%%

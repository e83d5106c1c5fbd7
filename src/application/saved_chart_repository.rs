// Repository trait for saved chart persistence
use crate::application::error::Result;
use crate::domain::saved_chart::{
    CreateSavedChart, SavedChart, SavedChartSummary, SavedChartVersion, UpdateSavedChart,
};
use async_trait::async_trait;
use uuid::Uuid;

#[async_trait]
pub trait SavedChartRepository: Send + Sync {
    /// Current version of a chart, assembled from all of its child tables
    async fn get_by_uuid(&self, chart_uuid: Uuid) -> Result<SavedChart>;

    /// Charts in any space of a project, with their latest version timestamp
    async fn list_by_project(&self, project_uuid: Uuid) -> Result<Vec<SavedChartSummary>>;

    /// Create a chart and its first version in the project's space
    async fn create(&self, project_uuid: Uuid, chart: CreateSavedChart) -> Result<SavedChart>;

    /// Append a new version; earlier versions are left untouched
    async fn add_version(&self, chart_uuid: Uuid, version: SavedChartVersion)
    -> Result<SavedChart>;

    /// Update unversioned fields in place
    async fn update(&self, chart_uuid: Uuid, update: UpdateSavedChart) -> Result<SavedChart>;

    async fn delete(&self, chart_uuid: Uuid) -> Result<()>;
}
// HTTP request handlers
use crate::domain::dashboard::{
    CreateDashboard, Dashboard, DashboardSummary, DashboardVersion, UpdateDashboard,
};
use crate::domain::saved_chart::{
    CreateSavedChart, SavedChart, SavedChartSummary, SavedChartVersion, UpdateSavedChart,
};
use crate::domain::space::{CreateProject, CreateSpace, Project, Space};
use crate::presentation::api_error::ApiResult;
use crate::presentation::app_state::AppState;
use axum::{
    Json,
    extract::{Path, State},
    http::StatusCode,
};
use std::sync::Arc;
use uuid::Uuid;

/// Health check endpoint
pub async fn health_check() -> &'static str {
    "ok"
}

// === Projects and spaces ===

pub async fn create_project(
    State(state): State<Arc<AppState>>,
    Json(body): Json<CreateProject>,
) -> ApiResult<(StatusCode, Json<Project>)> {
    let project = state.space_service.create_project(&body.name).await?;
    Ok((StatusCode::CREATED, Json(project)))
}

pub async fn list_spaces(
    State(state): State<Arc<AppState>>,
    Path(project_uuid): Path<Uuid>,
) -> ApiResult<Json<Vec<Space>>> {
    Ok(Json(state.space_service.list_spaces(project_uuid).await?))
}

pub async fn create_space(
    State(state): State<Arc<AppState>>,
    Path(project_uuid): Path<Uuid>,
    Json(body): Json<CreateSpace>,
) -> ApiResult<(StatusCode, Json<Space>)> {
    let space = state
        .space_service
        .create_space(project_uuid, &body.name)
        .await?;
    Ok((StatusCode::CREATED, Json(space)))
}

// === Saved charts ===

pub async fn list_saved_charts(
    State(state): State<Arc<AppState>>,
    Path(project_uuid): Path<Uuid>,
) -> ApiResult<Json<Vec<SavedChartSummary>>> {
    Ok(Json(state.saved_chart_service.list(project_uuid).await?))
}

pub async fn create_saved_chart(
    State(state): State<Arc<AppState>>,
    Path(project_uuid): Path<Uuid>,
    Json(body): Json<CreateSavedChart>,
) -> ApiResult<(StatusCode, Json<SavedChart>)> {
    let chart = state.saved_chart_service.create(project_uuid, body).await?;
    Ok((StatusCode::CREATED, Json(chart)))
}

pub async fn get_saved_chart(
    State(state): State<Arc<AppState>>,
    Path(chart_uuid): Path<Uuid>,
) -> ApiResult<Json<SavedChart>> {
    Ok(Json(state.saved_chart_service.get(chart_uuid).await?))
}

pub async fn update_saved_chart(
    State(state): State<Arc<AppState>>,
    Path(chart_uuid): Path<Uuid>,
    Json(body): Json<UpdateSavedChart>,
) -> ApiResult<Json<SavedChart>> {
    Ok(Json(state.saved_chart_service.update(chart_uuid, body).await?))
}

pub async fn delete_saved_chart(
    State(state): State<Arc<AppState>>,
    Path(chart_uuid): Path<Uuid>,
) -> ApiResult<StatusCode> {
    state.saved_chart_service.delete(chart_uuid).await?;
    Ok(StatusCode::NO_CONTENT)
}

pub async fn add_saved_chart_version(
    State(state): State<Arc<AppState>>,
    Path(chart_uuid): Path<Uuid>,
    Json(body): Json<SavedChartVersion>,
) -> ApiResult<(StatusCode, Json<SavedChart>)> {
    let chart = state
        .saved_chart_service
        .add_version(chart_uuid, body)
        .await?;
    Ok((StatusCode::CREATED, Json(chart)))
}

// === Dashboards ===

pub async fn list_dashboards(
    State(state): State<Arc<AppState>>,
    Path(project_uuid): Path<Uuid>,
) -> ApiResult<Json<Vec<DashboardSummary>>> {
    Ok(Json(state.dashboard_service.list(project_uuid).await?))
}

pub async fn create_dashboard(
    State(state): State<Arc<AppState>>,
    Path(space_uuid): Path<Uuid>,
    Json(body): Json<CreateDashboard>,
) -> ApiResult<(StatusCode, Json<Dashboard>)> {
    let dashboard = state.dashboard_service.create(space_uuid, body).await?;
    Ok((StatusCode::CREATED, Json(dashboard)))
}

pub async fn get_dashboard(
    State(state): State<Arc<AppState>>,
    Path(dashboard_uuid): Path<Uuid>,
) -> ApiResult<Json<Dashboard>> {
    Ok(Json(state.dashboard_service.get(dashboard_uuid).await?))
}

pub async fn update_dashboard(
    State(state): State<Arc<AppState>>,
    Path(dashboard_uuid): Path<Uuid>,
    Json(body): Json<UpdateDashboard>,
) -> ApiResult<Json<Dashboard>> {
    let dashboard = state.dashboard_service.update(dashboard_uuid, body).await?;
    Ok(Json(dashboard))
}

pub async fn delete_dashboard(
    State(state): State<Arc<AppState>>,
    Path(dashboard_uuid): Path<Uuid>,
) -> ApiResult<StatusCode> {
    state.dashboard_service.delete(dashboard_uuid).await?;
    Ok(StatusCode::NO_CONTENT)
}

pub async fn add_dashboard_version(
    State(state): State<Arc<AppState>>,
    Path(dashboard_uuid): Path<Uuid>,
    Json(body): Json<DashboardVersion>,
) -> ApiResult<(StatusCode, Json<Dashboard>)> {
    let dashboard = state
        .dashboard_service
        .add_version(dashboard_uuid, body)
        .await?;
    Ok((StatusCode::CREATED, Json(dashboard)))
}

%%

# ACTIVITY
Return the entries above unchanged, starting at the first line and stopping after the line with "use async_trait::async_trait;".

# RESULT
repository e83d5106c1c5fbd7
filename src/application/saved_chart_repository.rs
// Repository trait for saved chart persistence
use crate::application::error::Result;
use crate::domain::saved_chart::{
    CreateSavedChart, SavedChart, SavedChartSummary, SavedChartVersion, UpdateSavedChart,
};
use async_trait::async_trait;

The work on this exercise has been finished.